Pope Francis, a symbol of unity for the world’s 1.2 billion Catholics, will address Congress Thursday morning, marking the first time a pope has bridged the church-state divide to speak to America’s elected representatives.
At 10:01 a.m., the House sergeant-at-arms is scheduled to announce, “Mr. Speaker, the pope of the Holy See.” His words will formally launch an event that would have been politically impossible through much of American history because Catholics suffered widespread discrimination, especially through the waves of immigration from Italy, Ireland and central Europe in the late 19th and early 20th centuries.
But since the election of John F. Kennedy as the nation’s first Catholic president in 1960, the gates to political power have opened wide to Catholics. Pope Francis was invited to speak to Congress by Speaker of the House John Boehner (R-Ohio), himself a Roman Catholic.

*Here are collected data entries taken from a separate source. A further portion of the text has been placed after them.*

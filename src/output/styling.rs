use console::style;

/// Styling helpers for terminal output
pub fn cyan(text: impl std::fmt::Display) -> console::StyledObject<String> {
    style(text.to_string()).cyan()
}

pub fn dim(text: impl std::fmt::Display) -> console::StyledObject<String> {
    style(text.to_string()).dim()
}

pub fn bright(text: impl std::fmt::Display) -> console::StyledObject<String> {
    style(text.to_string()).bright()
}

pub fn magenta_bold(text: impl std::fmt::Display) -> console::StyledObject<String> {
    style(text.to_string()).magenta().bold()
}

“When you grow up Catholic, you learn about the pope as a distant figure, closer to God than any of us,” Boehner said Wednesday. “To have him here, at our Capitol, among our people, is a once-in-a-lifetime moment, a glimpse of grace.”
The pope was to take the central position in a tableau reflecting a wholesale shift in Catholics’ place in the United States. Vice President Joe Biden (D), who is also Catholic, will sit behind him, next to Boehner. In front of him will be four justices of the Supreme Court — including three of the six Catholics who currently sit on the nine-member court.
There are 164 Catholics in this Congress, or 31 percent of the members. That’s a higher proportion than in the overall U.S. population, which is 22 percent Catholic. Despite those numbers, it seems doubtful that even a pope who has admonished world leaders to argue less and accomplish more can break the bitter, years-long political paralysis in the U.S. legislature.
Although Biden and Boehner will sit side by side behind the pope, no one expects miracles across the partisan divide.
“I think the pope could throw some holy water around the both of them and it’d probably do them good,” said Sen. Lindsey O. Graham (R-S.C.), a friend to Biden and Boehner. “They both have challenges. They’re both good Catholics.”
Catholics, who make up about one-fifth of the U.S. electorate, remain deeply divided over their church’s directives. At least one Catholic congressman, Rep. Paul Gosar (R-Ariz.), has announced he would boycott the pope’s appearance, to protest Francis’s advocacy for strong action against global climate change and what Gosar sees as the pope’s failure to speak out “with moral authority against violent Islam.”
“When the pope chooses to act and talk like a leftist politician, then he can expect to be treated like one,” Gosar wrote in a column on Townhall.com.
Following his address to Congress, Francis is scheduled to appear on the balcony of the Capitol’s West Front, above a crowd assembled on the lawn that is expected to number up to 50,000. The gathering will include guests invited by members of Congress, as well as students from D.C. Catholic schools.
So far in his American journey, the pope has made clear that the church’s opposition to abortion will remain unbending. His comments on other controversial issues have been broad enough to encourage those who seek reforms, without indicating that any doctrinal change is actually in the works.
In Cuba, to the disappointment of some opponents of the Castro regime, the pope did not meet with dissidents. And in Washington Wednesday, his first comments on the church’s sexual abuse scandal upset some advocates for victims of clergy sexual abuse, because he praised U.S. bishops for their “courage” in confronting the problem. Pope Francis also labeled the acts of abuse as “crimes,” which drew praise from many in the church.
In keeping with a trip designed to showcase this pope’s focus on the poor, immigrants and the disenfranchised, Francis will go directly from Capitol Hill to the downtown headquarters of Catholic Charities, where he will attend a lunch for about 300 people who take part in St. Maria’s Meals, a weekly lunch for the homeless, the mentally ill, abused women and new immigrants.
Late in the afternoon, Francis is scheduled to leave Washington, flying to New York, where he will end his day with evening services at St. Patrick’s Cathedral on Fifth Avenue. His U.S. journey continues through Sunday, ending in Philadelphia.